_Exercise instructions_
Transcribe word for word the lines below from the line with "impl std::error::Error for" through the line with "pub type Result<T>", ends included.
*** Available records Section Begins ***
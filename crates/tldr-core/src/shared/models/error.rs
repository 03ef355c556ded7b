//! Unified error taxonomy for the indexing core.
//!
//! Every command handler and extraction path funnels its failures through
//! this type so that the daemon can turn them into `{status:"error", ...}`
//! responses without ever panicking.

use std::fmt;

/// Error kind categorization, mirroring the error taxonomy the daemon surfaces.
#[derive(Debug, Clone, Copy, PartialEq, Eq)]
pub enum ErrorKind {
    /// Requested entity (function, file, graph node) does not exist.
    NotFound,
    /// A parser could not read the file; extraction degrades to an empty FileFacts.
    ParseError,
    /// File exceeds the configured byte ceiling.
    FileTooLarge,
    /// Malformed request: bad JSON, missing argument.
    InvalidRequest,
    /// Subprocess timeout or socket write failure; logged, daemon continues.
    Transient,
    /// Unrecoverable: lock acquisition failure, disk exhaustion. Daemon exits.
    Fatal,
    /// Filesystem I/O error.
    Io,
    /// Cache or index persistence error.
    Storage,
    /// Anything else (a bug, an invariant violation).
    Internal,
}

impl ErrorKind {
    pub fn as_str(&self) -> &'static str {
        match self {
            ErrorKind::NotFound => "not_found",
            ErrorKind::ParseError => "parse_error",
            ErrorKind::FileTooLarge => "file_too_large",
            ErrorKind::InvalidRequest => "invalid_request",
            ErrorKind::Transient => "transient",
            ErrorKind::Fatal => "fatal",
            ErrorKind::Io => "io",
            ErrorKind::Storage => "storage",
            ErrorKind::Internal => "internal",
        }
    }
}

#[derive(Debug)]
pub struct CoreError {
    pub kind: ErrorKind,
    pub message: String,
    pub file_path: Option<String>,
    pub line: Option<u32>,
    pub source: Option<Box<dyn std::error::Error + Send + Sync>>,
}

impl CoreError {
    pub fn new(kind: ErrorKind, message: impl Into<String>) -> Self {
        Self {
            kind,
            message: message.into(),
            file_path: None,
            line: None,
            source: None,
        }
    }

    pub fn with_file(mut self, file_path: impl Into<String>) -> Self {
        self.file_path = Some(file_path.into());
        self
    }

    pub fn with_line(mut self, line: u32) -> Self {
        self.line = Some(line);
        self
    }

    pub fn with_source(mut self, source: impl std::error::Error + Send + Sync + 'static) -> Self {
        self.source = Some(Box::new(source));
        self
    }

    pub fn not_found(message: impl Into<String>) -> Self {
        Self::new(ErrorKind::NotFound, message)
    }

    pub fn parse_error(message: impl Into<String>) -> Self {
        Self::new(ErrorKind::ParseError, message)
    }

    pub fn file_too_large(message: impl Into<String>) -> Self {
        Self::new(ErrorKind::FileTooLarge, message)
    }

    pub fn invalid_request(message: impl Into<String>) -> Self {
        Self::new(ErrorKind::InvalidRequest, message)
    }

    pub fn transient(message: impl Into<String>) -> Self {
        Self::new(ErrorKind::Transient, message)
    }

    pub fn fatal(message: impl Into<String>) -> Self {
        Self::new(ErrorKind::Fatal, message)
    }

    pub fn storage(message: impl Into<String>) -> Self {
        Self::new(ErrorKind::Storage, message)
    }

    pub fn internal(message: impl Into<String>) -> Self {
        Self::new(ErrorKind::Internal, message)
    }

    /// True for errors that should never take down the daemon process.
    pub fn is_recoverable(&self) -> bool {
        !matches!(self.kind, ErrorKind::Fatal)
    }
}

impl fmt::Display for CoreError {
    fn fmt(&self, f: &mut fmt::Formatter<'_>) -> fmt::Result {
        write!(f, "[{}] {}", self.kind.as_str(), self.message)?;
        if let Some(ref file) = self.file_path {
            write!(f, " in {}", file)?;
            if let Some(line) = self.line {
                write!(f, ":{}", line)?;
            }
        }
        Ok(())
    }
}

impl std::error::Error for CoreError {
    fn source(&self) -> Option<&(dyn std::error::Error + 'static)> {
        self.source
            .as_ref()
            .map(|e| e.as_ref() as &(dyn std::error::Error + 'static))
    }
}

impl From<std::io::Error> for CoreError {
    fn from(err: std::io::Error) -> Self {
        CoreError::new(ErrorKind::Io, err.to_string()).with_source(err)
    }
}

impl From<serde_json::Error> for CoreError {
    fn from(err: serde_json::Error) -> Self {
        CoreError::invalid_request(format!("invalid JSON: {}", err)).with_source(err)
    }
}

pub type Result<T> = std::result::Result<T, CoreError>;

#[cfg(test)]
mod tests {
    use super::*;

    #[test]
    fn test_error_display() {
        let err = CoreError::parse_error("unexpected token")
            .with_file("test.py")
            .with_line(42);

        let msg = format!("{}", err);
        assert!(msg.contains("parse_error"));
        assert!(msg.contains("unexpected token"));
        assert!(msg.contains("test.py"));
        assert!(msg.contains("42"));
    }

    #[test]
    fn test_fatal_not_recoverable() {
        let err = CoreError::fatal("lock held by another process");
        assert!(!err.is_recoverable());
        assert!(CoreError::not_found("x").is_recoverable());
    }
}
*** Available records Section Ends ***
_Answer to the exercise_
impl std::error::Error for CoreError {
    fn source(&self) -> Option<&(dyn std::error::Error + 'static)> {
        self.source
            .as_ref()
            .map(|e| e.as_ref() as &(dyn std::error::Error + 'static))
    }
}

impl From<std::io::Error> for CoreError {
    fn from(err: std::io::Error) -> Self {
        CoreError::new(ErrorKind::Io, err.to_string()).with_source(err)
    }
}

impl From<serde_json::Error> for CoreError {
    fn from(err: serde_json::Error) -> Self {
        CoreError::invalid_request(format!("invalid JSON: {}", err)).with_source(err)
    }
}

pub type Result<T> = std::result::Result<T, CoreError>;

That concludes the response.